EXERCISE DIRECTIONS:
Scan the entries and copy each line where the word "cannot" is present.

GIVEN DATA Start Marker

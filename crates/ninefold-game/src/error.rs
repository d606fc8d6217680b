//! Session command errors.

use ninefold_core::Cell;

/// Error from a session command that could not be applied.
#[derive(Debug, Clone, Copy, PartialEq, Eq, derive_more::Display, derive_more::Error)]
pub enum SessionError {
    /// No game has been started.
    #[display("no active game")]
    NoGame,
    /// The targeted cell is a given of the puzzle.
    #[display("cell {cell} is a given and cannot be changed")]
    FixedCell {
        /// The targeted cell.
        cell: Cell,
    },
    /// The undo stack holds nothing undoable.
    #[display("nothing to undo")]
    NothingToUndo,
    /// The redo stack is empty.
    #[display("nothing to redo")]
    NothingToRedo,
    /// The board still has empty cells.
    #[display("the board is not completely filled")]
    Incomplete,
    /// Every cell already matches the solution.
    #[display("no hint available")]
    NoHint,
    /// Pencil marks cannot be edited on a filled cell.
    #[display("cell {cell} holds a value, clear it before editing pencil marks")]
    MarksOnFilledCell {
        /// The targeted cell.
        cell: Cell,
    },
}
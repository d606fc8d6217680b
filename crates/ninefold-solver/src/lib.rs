//! Backtracking sudoku solver.
//!
//! All entry points share one depth-first search: find the first empty cell
//! in row-major order, place a candidate digit, recurse, and unplace on
//! failure. Filled cells are taken as-is and never revisited, so solving and
//! counting are always over the completions of the empty cells.
//!
//! The candidate order is supplied by the caller, which makes the same
//! search serve three jobs:
//!
//! - [`solve`] tries digits in ascending order and finds one solution.
//! - [`fill_randomized`] shuffles candidates with a caller-supplied RNG to
//!   produce a random completion, which turns an empty grid into a random
//!   full solution.
//! - [`count_solutions`] enumerates completions up to a limit, which is how
//!   [`has_unique_solution`] decides uniqueness without exhausting the whole
//!   search space.
//!
//! # Examples
//!
//! ```
//! use ninefold_core::Grid;
//!
//! let mut grid: Grid =
//!     "53..7....6..195....98....6.8...6...34..8.3..17...2...6.6....28....419..5....8..79"
//!         .parse()
//!         .unwrap();
//! assert!(ninefold_solver::solve(&mut grid));
//! assert!(grid.is_solved());
//! ```

use ninefold_core::{DIGITS, Grid};
use rand::{Rng, seq::SliceRandom as _};

/// Fills every empty cell, trying digits in ascending order.
///
/// Returns `true` and leaves `grid` solved if a completion exists. Returns
/// `false` and leaves `grid` untouched if the filled cells admit no
/// completion.
pub fn solve(grid: &mut Grid) -> bool {
    solve_with(grid, &mut |_| {})
}

/// Fills every empty cell, trying digits in an order shuffled by `rng`.
///
/// Starting from an empty grid this produces a uniformly scrambled full
/// solution, which is the first step of puzzle generation. The same seed
/// yields the same grid.
pub fn fill_randomized<R: Rng + ?Sized>(grid: &mut Grid, rng: &mut R) -> bool {
    solve_with(grid, &mut |candidates: &mut [u8; 9]| candidates.shuffle(rng))
}

/// Backtracking search with a caller-supplied candidate order.
///
/// `order` is invoked once per visited cell and may permute the candidate
/// digits in place before they are tried.
pub fn solve_with<F>(grid: &mut Grid, order: &mut F) -> bool
where
    F: FnMut(&mut [u8; 9]),
{
    let Some(cell) = grid.first_empty() else {
        return true;
    };
    let mut candidates = DIGITS;
    order(&mut candidates);
    for digit in candidates {
        if grid.is_placement_valid(cell, digit) {
            grid.set(cell, digit);
            if solve_with(grid, order) {
                return true;
            }
            grid.set(cell, 0);
        }
    }
    false
}

/// Counts completions of `grid`, stopping as soon as `limit` are found.
///
/// The return value is `min(limit, total completions)`. A full grid with no
/// violations counts as its own single completion. `limit == 0` returns 0
/// without searching.
#[must_use]
pub fn count_solutions(grid: &Grid, limit: usize) -> usize {
    if limit == 0 {
        return 0;
    }
    let mut scratch = grid.clone();
    let mut found = 0;
    count_into(&mut scratch, limit, &mut found);
    found
}

fn count_into(grid: &mut Grid, limit: usize, found: &mut usize) {
    let Some(cell) = grid.first_empty() else {
        *found += 1;
        return;
    };
    for digit in DIGITS {
        if grid.is_placement_valid(cell, digit) {
            grid.set(cell, digit);
            count_into(grid, limit, found);
            grid.set(cell, 0);
            if *found >= limit {
                return;
            }
        }
    }
}

/// Returns whether `grid` completes to exactly one solution.
///
/// Searches for at most two completions, so a grid with many solutions is
/// rejected quickly.
#[must_use]
pub fn has_unique_solution(grid: &Grid) -> bool {
    count_solutions(grid, 2) == 1
}

#[cfg(test)]
mod tests {
    use rand::SeedableRng as _;
    use rand_pcg::Pcg64;

    use super::*;

    const CANONICAL: &str = "\
        123456789\
        456789123\
        789123456\
        234567891\
        567891234\
        891234567\
        345678912\
        678912345\
        912345678";

    /// The canonical grid with its main diagonal cleared. Every cleared cell
    /// is forced by its row and column, so the solution is unique.
    const DIAGONAL_PUZZLE: &str = "\
        .23456789\
        4.6789123\
        78.123456\
        234.67891\
        5678.1234\
        89123.567\
        345678.12\
        6789123.5\
        91234567.";

    const WIKIPEDIA_PUZZLE: &str = "\
        53..7....\
        6..195...\
        .98....6.\
        8...6...3\
        4..8.3..1\
        7...2...6\
        .6....28.\
        ...419..5\
        ....8..79";

    const WIKIPEDIA_SOLUTION: &str = "\
        534678912\
        672195348\
        198342567\
        859761423\
        426853791\
        713924856\
        961537284\
        287419635\
        345286179";

    #[test]
    fn test_solve_forced_puzzle() {
        let mut grid: Grid = DIAGONAL_PUZZLE.parse().expect("valid grid");
        assert!(solve(&mut grid));
        assert_eq!(grid, CANONICAL.parse().expect("valid grid"));
    }

    #[test]
    fn test_solve_known_puzzle() {
        let mut grid: Grid = WIKIPEDIA_PUZZLE.parse().expect("valid grid");
        assert!(solve(&mut grid));
        assert!(grid.is_solved());
        assert_eq!(grid, WIKIPEDIA_SOLUTION.parse().expect("valid grid"));
    }

    #[test]
    fn test_solve_leaves_contradiction_untouched() {
        // Row 0 holds 1-8, and the 9 that would finish it is blocked from
        // (0, 8) by its column.
        let mut grid = Grid::new();
        for col in 0..8u8 {
            grid.set(ninefold_core::Cell::new(0, col), col + 1);
        }
        grid.set(ninefold_core::Cell::new(1, 8), 9);
        let before = grid.clone();
        assert!(!solve(&mut grid));
        assert_eq!(grid, before);
    }

    #[test]
    fn test_fill_randomized_is_deterministic_per_seed() {
        let mut first = Grid::new();
        assert!(fill_randomized(&mut first, &mut Pcg64::seed_from_u64(42)));
        assert!(first.is_solved());

        let mut second = Grid::new();
        assert!(fill_randomized(&mut second, &mut Pcg64::seed_from_u64(42)));
        assert_eq!(first, second);

        let mut other = Grid::new();
        assert!(fill_randomized(&mut other, &mut Pcg64::seed_from_u64(43)));
        assert!(other.is_solved());
        assert_ne!(first, other);
    }

    #[test]
    fn test_count_solutions_respects_limit() {
        let empty = Grid::new();
        assert_eq!(count_solutions(&empty, 2), 2);
        assert_eq!(count_solutions(&empty, 5), 5);
        assert_eq!(count_solutions(&empty, 0), 0);
    }

    #[test]
    fn test_count_solutions_on_full_grid() {
        let grid: Grid = CANONICAL.parse().expect("valid grid");
        assert_eq!(count_solutions(&grid, 2), 1);
    }

    #[test]
    fn test_has_unique_solution() {
        let forced: Grid = DIAGONAL_PUZZLE.parse().expect("valid grid");
        assert!(has_unique_solution(&forced));
        assert!(!has_unique_solution(&Grid::new()));
    }
}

GIVEN DATA End Marker

RESULT FOR THIS EXERCISE:
    #[display("cell {cell} is a given and cannot be changed")]
    /// Pencil marks cannot be edited on a filled cell.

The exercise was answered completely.